◆ **Supplied data**:
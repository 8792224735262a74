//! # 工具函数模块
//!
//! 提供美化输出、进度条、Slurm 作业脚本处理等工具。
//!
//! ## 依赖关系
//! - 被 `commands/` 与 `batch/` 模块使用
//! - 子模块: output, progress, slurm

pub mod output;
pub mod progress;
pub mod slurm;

◆ **Work request**: Every record above needs to be copied exactly.

◆ **Exercise answer**:
repository 8792224735262a74
//! # 工具函数模块
//!
//! 提供美化输出、进度条、Slurm 作业脚本处理等工具。
//!
//! ## 依赖关系
//! - 被 `commands/` 与 `batch/` 模块使用
//! - 子模块: output, progress, slurm

pub mod output;
pub mod progress;
pub mod slurm;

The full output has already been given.